(Stored data)
--- START ---
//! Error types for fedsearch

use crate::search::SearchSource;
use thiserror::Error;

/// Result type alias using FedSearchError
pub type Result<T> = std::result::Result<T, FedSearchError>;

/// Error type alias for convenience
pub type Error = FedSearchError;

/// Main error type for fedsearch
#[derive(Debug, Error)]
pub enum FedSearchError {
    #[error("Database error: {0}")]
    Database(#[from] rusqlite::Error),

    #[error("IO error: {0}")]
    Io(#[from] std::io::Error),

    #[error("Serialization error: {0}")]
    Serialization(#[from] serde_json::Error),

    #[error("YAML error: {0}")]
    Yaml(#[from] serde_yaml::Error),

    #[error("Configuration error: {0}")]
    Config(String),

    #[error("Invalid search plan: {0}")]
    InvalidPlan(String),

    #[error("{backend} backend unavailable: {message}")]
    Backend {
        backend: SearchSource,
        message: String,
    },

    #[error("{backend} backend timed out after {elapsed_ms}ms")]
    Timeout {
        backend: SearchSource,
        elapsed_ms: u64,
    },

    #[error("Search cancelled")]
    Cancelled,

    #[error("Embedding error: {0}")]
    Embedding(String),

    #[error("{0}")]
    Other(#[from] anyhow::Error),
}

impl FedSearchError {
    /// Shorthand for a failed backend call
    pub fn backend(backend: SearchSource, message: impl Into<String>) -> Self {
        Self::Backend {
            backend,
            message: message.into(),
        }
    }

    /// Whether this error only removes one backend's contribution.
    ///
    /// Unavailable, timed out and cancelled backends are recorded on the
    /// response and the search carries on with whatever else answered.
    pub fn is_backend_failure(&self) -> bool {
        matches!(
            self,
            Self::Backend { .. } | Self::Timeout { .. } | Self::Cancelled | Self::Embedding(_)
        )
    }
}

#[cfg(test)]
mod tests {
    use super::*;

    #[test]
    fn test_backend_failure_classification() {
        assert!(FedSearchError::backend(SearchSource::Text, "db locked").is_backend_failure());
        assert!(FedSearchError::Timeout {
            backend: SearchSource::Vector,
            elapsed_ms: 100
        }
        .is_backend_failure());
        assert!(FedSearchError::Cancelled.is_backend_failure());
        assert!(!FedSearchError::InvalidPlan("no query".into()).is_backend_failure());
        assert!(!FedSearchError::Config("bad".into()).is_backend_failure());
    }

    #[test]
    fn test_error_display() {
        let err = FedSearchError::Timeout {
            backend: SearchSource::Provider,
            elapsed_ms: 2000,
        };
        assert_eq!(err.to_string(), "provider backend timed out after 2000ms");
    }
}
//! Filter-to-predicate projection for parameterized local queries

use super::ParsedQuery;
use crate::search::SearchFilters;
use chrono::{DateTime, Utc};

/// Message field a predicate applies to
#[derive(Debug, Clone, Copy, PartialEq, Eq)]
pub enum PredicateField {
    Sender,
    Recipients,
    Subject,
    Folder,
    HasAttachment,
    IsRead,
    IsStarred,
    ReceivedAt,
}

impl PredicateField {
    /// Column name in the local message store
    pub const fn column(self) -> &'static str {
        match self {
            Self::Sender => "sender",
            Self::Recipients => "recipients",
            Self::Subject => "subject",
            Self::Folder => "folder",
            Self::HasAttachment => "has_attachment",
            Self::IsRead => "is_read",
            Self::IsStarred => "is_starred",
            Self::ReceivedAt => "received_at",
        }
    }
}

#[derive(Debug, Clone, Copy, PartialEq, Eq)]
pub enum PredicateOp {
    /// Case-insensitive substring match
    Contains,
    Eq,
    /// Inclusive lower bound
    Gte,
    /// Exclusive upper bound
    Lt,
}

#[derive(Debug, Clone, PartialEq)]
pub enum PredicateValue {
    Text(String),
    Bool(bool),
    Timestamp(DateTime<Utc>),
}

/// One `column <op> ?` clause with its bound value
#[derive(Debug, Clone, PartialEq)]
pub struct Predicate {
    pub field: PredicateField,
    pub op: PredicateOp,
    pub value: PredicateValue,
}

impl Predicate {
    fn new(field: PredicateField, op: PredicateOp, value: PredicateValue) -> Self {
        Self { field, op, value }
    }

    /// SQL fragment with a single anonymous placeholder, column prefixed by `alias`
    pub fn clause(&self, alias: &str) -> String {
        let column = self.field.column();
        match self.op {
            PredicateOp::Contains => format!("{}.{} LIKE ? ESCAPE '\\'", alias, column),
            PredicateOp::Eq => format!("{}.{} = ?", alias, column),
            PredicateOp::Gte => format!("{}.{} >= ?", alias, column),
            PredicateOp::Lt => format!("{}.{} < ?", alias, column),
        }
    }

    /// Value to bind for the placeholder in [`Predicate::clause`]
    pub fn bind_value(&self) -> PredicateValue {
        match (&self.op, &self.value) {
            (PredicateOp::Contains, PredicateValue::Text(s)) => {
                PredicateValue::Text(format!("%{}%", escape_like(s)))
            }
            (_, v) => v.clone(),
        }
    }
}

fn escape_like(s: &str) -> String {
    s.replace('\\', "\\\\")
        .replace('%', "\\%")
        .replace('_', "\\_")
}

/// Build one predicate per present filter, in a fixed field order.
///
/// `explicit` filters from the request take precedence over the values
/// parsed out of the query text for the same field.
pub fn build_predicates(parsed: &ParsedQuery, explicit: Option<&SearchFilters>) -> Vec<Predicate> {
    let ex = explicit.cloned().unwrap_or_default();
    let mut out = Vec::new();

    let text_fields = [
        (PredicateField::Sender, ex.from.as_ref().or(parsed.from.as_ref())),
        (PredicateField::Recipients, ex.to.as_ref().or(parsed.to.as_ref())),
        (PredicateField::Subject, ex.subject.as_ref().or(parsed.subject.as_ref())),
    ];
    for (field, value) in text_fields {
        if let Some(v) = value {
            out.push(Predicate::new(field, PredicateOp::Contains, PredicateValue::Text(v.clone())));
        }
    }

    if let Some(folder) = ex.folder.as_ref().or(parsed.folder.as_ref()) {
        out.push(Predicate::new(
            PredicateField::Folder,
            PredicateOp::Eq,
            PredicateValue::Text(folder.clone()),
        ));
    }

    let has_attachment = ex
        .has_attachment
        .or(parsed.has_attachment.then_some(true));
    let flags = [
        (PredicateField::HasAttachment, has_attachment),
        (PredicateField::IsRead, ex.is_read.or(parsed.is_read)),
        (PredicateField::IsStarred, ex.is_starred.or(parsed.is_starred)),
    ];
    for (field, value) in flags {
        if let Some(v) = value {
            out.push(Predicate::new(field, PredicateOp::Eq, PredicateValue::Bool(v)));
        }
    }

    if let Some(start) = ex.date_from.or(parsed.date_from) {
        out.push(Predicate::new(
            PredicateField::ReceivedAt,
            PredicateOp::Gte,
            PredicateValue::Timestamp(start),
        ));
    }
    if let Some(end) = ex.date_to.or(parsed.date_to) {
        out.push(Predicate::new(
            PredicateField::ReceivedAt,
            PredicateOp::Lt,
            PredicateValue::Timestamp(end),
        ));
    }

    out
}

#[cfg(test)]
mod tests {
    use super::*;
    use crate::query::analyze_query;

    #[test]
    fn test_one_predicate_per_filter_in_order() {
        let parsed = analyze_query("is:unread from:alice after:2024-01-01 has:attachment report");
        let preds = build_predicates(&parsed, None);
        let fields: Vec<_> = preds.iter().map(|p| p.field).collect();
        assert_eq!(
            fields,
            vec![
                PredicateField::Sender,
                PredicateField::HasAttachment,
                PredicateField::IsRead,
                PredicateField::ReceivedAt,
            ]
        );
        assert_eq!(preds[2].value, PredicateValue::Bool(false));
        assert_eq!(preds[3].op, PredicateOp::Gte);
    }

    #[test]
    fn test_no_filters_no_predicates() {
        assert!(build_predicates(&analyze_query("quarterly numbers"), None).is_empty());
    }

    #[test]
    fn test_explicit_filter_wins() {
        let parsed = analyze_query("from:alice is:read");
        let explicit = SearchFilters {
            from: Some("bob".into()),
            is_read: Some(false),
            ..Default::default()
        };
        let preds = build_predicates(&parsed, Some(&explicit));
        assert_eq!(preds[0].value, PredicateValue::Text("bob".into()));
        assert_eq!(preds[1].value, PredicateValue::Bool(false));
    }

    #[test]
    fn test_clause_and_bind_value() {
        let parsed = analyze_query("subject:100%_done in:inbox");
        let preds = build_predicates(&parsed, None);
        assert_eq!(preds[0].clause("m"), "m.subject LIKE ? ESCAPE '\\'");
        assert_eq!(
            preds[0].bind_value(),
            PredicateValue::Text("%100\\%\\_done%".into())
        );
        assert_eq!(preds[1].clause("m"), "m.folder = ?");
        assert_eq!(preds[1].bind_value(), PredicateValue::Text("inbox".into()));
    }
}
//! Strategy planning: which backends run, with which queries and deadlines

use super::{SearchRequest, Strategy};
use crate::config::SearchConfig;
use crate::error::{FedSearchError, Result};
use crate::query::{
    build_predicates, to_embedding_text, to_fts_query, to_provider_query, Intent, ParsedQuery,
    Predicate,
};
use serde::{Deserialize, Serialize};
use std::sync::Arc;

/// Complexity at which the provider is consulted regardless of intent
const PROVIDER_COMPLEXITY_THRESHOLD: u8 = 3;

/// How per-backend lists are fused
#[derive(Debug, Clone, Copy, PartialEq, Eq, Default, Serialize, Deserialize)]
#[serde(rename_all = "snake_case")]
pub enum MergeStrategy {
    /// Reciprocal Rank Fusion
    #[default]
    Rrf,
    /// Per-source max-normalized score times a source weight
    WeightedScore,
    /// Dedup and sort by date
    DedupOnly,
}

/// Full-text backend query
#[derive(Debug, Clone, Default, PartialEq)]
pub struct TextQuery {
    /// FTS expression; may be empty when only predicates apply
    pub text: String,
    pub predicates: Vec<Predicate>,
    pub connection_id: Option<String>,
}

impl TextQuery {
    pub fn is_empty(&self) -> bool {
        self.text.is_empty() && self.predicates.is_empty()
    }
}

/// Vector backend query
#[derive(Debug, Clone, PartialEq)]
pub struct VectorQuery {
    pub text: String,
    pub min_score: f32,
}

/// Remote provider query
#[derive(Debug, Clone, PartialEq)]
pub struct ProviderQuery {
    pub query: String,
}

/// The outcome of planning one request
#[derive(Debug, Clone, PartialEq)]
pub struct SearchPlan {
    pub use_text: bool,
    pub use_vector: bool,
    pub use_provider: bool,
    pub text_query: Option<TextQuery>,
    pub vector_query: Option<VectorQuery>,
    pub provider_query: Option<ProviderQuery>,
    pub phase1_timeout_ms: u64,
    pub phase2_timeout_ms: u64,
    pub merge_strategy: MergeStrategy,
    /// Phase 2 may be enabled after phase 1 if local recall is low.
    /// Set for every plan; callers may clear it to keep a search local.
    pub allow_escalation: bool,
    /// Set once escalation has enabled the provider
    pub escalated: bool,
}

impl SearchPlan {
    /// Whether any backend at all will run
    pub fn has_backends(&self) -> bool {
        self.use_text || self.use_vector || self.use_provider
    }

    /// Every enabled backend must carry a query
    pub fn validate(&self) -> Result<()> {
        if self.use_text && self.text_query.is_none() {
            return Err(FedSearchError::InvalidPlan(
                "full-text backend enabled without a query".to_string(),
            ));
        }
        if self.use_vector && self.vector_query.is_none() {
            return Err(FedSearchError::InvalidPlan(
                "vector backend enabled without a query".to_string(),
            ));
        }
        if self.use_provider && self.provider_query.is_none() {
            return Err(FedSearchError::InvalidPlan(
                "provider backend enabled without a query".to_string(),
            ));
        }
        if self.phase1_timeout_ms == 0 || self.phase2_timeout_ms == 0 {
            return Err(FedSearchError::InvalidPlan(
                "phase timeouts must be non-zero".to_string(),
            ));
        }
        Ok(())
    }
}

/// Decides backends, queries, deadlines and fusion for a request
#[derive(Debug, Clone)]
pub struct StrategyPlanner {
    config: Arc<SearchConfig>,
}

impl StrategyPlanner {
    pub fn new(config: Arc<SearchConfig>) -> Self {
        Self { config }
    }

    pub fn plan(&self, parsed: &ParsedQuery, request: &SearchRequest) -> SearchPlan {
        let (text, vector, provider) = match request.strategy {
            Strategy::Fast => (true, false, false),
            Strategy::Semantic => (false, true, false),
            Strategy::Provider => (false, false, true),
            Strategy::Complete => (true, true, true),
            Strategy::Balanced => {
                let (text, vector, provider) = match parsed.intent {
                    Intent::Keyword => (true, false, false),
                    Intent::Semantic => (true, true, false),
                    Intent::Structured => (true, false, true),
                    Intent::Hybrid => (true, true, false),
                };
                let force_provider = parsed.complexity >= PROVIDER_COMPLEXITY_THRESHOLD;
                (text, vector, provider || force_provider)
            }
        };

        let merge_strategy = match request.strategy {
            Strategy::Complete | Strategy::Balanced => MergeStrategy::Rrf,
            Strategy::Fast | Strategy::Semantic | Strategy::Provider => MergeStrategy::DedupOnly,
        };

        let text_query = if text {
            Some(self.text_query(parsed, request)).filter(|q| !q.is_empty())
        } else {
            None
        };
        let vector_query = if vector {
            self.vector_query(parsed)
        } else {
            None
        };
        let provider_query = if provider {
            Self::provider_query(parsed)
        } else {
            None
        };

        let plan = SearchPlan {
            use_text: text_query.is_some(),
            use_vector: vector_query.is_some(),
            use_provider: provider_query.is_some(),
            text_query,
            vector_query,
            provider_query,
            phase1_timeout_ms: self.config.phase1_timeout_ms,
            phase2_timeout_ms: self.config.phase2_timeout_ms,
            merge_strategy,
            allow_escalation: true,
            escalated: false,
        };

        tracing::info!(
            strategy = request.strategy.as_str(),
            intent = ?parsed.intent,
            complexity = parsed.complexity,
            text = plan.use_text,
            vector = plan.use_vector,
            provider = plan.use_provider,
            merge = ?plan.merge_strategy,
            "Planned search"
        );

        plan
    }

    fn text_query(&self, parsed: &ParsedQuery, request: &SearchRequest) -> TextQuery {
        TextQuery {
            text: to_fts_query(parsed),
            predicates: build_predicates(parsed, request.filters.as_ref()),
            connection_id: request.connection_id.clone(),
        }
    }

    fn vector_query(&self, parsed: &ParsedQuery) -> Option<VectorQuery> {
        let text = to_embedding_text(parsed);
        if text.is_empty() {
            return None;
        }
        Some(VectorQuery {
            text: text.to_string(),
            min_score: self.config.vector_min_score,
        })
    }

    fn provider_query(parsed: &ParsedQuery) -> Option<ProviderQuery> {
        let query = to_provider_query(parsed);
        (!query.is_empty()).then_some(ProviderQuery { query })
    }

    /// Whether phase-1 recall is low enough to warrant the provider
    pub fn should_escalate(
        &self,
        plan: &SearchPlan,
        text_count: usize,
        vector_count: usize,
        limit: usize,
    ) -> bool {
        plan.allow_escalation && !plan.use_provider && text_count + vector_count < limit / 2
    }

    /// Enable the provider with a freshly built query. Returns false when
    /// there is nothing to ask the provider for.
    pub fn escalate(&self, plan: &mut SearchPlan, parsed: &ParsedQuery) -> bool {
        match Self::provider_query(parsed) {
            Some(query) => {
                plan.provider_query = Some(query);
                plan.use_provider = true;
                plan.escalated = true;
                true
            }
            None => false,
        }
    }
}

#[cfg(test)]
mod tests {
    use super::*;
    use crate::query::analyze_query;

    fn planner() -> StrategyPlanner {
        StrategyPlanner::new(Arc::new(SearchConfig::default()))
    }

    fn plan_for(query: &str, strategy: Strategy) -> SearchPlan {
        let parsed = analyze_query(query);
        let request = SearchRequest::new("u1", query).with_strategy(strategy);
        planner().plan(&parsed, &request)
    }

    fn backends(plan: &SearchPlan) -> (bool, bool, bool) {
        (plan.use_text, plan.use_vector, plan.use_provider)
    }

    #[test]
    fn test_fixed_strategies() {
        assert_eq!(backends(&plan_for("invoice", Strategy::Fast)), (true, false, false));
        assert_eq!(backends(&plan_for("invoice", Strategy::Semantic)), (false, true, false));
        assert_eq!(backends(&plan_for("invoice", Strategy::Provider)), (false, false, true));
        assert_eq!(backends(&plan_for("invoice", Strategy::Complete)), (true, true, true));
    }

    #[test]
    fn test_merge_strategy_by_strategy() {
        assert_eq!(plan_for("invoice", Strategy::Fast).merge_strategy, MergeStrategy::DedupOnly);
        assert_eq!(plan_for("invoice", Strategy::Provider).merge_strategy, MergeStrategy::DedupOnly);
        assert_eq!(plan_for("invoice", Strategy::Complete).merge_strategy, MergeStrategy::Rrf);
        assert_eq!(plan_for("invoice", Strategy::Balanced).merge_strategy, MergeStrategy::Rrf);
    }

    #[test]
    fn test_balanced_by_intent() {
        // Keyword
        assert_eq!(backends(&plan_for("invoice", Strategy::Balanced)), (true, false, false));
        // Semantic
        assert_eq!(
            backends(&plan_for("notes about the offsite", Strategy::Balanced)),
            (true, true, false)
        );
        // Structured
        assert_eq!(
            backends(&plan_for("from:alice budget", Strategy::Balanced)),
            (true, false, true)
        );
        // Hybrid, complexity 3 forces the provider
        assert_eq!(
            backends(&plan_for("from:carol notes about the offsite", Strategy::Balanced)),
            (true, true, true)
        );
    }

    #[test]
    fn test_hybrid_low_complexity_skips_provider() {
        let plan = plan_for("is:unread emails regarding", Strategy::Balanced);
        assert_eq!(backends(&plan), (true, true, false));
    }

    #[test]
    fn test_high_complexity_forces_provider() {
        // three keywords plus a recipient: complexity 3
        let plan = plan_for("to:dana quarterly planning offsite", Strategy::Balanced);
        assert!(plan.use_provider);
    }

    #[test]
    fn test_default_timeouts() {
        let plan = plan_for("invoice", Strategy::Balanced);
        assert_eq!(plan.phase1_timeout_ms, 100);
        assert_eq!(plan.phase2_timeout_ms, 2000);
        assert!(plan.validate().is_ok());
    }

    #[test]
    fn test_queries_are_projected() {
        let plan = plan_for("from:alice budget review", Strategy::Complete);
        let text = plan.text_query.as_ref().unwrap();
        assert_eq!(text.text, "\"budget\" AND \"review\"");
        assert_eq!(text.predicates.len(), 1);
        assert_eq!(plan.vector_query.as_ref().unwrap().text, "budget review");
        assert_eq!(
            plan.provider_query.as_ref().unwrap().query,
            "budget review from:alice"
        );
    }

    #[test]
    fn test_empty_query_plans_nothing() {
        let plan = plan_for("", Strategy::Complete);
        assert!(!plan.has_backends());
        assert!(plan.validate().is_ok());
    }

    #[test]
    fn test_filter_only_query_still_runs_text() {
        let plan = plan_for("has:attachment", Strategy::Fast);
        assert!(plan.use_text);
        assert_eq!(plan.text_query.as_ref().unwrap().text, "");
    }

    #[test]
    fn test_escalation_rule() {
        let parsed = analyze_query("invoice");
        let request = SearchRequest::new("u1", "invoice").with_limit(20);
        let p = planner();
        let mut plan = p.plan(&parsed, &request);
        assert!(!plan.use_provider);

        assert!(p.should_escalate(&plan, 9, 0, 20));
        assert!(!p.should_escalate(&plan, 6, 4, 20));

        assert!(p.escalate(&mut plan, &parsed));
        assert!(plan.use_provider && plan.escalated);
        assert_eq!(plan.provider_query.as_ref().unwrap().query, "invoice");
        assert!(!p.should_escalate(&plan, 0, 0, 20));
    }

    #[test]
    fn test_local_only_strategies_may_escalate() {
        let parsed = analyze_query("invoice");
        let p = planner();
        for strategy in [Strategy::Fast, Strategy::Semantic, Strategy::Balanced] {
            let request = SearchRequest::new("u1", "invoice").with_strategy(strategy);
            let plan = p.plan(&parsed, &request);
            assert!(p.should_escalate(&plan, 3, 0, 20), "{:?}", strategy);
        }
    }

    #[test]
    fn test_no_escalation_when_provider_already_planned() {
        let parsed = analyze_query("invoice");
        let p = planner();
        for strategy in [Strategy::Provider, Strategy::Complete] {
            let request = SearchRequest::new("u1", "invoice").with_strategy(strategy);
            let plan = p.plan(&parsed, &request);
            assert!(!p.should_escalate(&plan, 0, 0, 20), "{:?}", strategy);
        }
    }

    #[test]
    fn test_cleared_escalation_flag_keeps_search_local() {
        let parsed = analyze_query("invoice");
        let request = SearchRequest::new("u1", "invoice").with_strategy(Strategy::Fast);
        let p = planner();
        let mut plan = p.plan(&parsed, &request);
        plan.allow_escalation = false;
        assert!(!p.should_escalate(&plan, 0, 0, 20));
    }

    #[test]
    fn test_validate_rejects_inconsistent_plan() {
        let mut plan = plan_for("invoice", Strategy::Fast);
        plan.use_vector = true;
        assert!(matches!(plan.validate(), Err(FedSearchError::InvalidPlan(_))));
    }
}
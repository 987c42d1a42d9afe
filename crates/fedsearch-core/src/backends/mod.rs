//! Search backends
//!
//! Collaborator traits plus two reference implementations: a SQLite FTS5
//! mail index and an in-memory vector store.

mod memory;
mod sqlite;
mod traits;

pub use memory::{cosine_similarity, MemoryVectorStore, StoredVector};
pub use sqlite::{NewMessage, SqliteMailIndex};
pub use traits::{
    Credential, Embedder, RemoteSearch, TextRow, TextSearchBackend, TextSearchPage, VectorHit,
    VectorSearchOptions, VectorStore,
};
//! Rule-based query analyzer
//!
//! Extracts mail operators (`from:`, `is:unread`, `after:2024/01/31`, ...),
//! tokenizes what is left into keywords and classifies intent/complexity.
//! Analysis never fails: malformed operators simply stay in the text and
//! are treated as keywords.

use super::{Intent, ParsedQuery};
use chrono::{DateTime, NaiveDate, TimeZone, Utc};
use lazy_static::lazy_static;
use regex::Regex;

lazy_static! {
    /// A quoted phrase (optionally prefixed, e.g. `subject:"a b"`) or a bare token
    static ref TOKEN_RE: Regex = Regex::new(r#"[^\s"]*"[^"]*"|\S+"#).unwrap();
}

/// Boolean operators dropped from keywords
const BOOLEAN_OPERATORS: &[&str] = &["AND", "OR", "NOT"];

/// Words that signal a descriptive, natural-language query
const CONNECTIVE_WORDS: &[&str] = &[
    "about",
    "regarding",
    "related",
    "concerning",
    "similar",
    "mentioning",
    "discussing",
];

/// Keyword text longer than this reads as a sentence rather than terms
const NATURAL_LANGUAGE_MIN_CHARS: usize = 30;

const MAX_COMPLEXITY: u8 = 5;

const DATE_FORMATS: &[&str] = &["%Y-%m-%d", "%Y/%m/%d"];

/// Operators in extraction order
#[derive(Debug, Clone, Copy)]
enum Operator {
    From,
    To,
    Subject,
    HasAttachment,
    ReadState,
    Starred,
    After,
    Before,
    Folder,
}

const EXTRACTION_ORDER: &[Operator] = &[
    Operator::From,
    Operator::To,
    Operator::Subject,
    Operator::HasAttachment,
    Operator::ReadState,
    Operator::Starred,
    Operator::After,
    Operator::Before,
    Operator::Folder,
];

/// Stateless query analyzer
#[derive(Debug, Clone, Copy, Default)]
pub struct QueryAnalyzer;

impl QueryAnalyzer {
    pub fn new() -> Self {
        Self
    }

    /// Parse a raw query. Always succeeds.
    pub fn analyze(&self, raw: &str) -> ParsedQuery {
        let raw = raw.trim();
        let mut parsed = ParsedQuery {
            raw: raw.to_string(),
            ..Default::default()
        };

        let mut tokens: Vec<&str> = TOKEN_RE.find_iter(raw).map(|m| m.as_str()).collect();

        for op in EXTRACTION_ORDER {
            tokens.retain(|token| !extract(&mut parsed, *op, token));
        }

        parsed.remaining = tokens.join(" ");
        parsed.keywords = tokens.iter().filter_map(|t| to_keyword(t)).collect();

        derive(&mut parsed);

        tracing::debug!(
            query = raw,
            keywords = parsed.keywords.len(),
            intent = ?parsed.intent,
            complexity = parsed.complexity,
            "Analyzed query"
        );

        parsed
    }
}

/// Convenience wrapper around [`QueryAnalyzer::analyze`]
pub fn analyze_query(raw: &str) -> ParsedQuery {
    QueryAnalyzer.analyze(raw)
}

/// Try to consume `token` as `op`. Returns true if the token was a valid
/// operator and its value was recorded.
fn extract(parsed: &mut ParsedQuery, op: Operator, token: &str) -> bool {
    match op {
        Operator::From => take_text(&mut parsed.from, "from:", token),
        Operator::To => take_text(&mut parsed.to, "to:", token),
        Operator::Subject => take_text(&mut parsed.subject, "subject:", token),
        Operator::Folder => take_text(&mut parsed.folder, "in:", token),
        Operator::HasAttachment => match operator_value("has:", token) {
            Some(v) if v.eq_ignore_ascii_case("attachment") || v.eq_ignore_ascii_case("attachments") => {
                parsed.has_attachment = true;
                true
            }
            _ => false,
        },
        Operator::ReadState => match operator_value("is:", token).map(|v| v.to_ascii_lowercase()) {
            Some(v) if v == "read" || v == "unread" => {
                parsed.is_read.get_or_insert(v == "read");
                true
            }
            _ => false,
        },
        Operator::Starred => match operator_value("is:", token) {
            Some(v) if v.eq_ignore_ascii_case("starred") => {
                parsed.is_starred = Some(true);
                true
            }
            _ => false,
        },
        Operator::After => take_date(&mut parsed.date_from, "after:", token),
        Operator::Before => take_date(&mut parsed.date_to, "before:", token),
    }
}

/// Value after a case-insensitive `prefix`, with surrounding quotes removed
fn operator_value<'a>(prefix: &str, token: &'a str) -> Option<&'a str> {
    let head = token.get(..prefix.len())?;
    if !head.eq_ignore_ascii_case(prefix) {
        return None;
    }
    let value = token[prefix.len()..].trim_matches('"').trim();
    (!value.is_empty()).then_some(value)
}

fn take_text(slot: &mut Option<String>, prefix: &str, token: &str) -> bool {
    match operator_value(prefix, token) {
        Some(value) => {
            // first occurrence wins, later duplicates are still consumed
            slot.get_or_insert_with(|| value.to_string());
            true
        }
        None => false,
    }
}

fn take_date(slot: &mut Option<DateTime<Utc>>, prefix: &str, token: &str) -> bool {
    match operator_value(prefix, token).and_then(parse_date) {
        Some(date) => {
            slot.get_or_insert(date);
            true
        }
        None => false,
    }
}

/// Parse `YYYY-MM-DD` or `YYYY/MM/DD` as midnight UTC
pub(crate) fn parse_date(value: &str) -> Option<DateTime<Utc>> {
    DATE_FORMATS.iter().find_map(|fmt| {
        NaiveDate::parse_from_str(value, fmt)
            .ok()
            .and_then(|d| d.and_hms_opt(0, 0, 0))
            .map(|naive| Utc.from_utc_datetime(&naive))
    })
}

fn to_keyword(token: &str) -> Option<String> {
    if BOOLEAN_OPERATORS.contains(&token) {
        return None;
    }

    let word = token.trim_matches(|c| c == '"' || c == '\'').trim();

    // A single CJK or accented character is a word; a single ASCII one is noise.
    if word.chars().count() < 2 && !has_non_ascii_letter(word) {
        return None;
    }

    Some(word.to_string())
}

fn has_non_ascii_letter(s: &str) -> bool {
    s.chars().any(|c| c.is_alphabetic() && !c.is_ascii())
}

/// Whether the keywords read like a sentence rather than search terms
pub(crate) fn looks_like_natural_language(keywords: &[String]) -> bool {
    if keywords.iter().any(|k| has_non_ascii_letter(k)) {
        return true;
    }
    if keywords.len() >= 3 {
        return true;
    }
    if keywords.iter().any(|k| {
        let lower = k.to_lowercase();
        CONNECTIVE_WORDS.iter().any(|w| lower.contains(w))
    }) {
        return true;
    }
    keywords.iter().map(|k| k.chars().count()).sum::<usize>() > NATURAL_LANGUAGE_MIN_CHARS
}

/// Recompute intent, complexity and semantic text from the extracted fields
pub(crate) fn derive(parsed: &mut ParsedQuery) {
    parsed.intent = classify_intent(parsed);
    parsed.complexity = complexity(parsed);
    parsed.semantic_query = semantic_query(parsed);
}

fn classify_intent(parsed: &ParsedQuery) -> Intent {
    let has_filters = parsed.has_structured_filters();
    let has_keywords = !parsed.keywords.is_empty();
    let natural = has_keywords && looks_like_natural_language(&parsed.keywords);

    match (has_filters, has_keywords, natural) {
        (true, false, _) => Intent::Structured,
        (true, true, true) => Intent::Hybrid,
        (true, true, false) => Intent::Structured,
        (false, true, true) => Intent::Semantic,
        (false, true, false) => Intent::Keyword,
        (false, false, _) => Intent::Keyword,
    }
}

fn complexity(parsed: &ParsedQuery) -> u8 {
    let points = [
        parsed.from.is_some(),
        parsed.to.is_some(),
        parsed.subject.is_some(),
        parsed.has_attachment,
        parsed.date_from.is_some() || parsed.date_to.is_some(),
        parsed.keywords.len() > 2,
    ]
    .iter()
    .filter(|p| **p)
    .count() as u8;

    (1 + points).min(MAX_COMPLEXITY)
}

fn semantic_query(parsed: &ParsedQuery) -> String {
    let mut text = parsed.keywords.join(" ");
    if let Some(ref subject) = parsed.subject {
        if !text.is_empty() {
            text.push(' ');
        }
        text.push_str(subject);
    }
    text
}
--- END ---
| ACTION ITEM |
Lines above with "StrategyPlanner" in them are the ones to copy.

| RESPONSE |
pub struct StrategyPlanner {
impl StrategyPlanner {
    fn planner() -> StrategyPlanner {
        StrategyPlanner::new(Arc::new(SearchConfig::default()))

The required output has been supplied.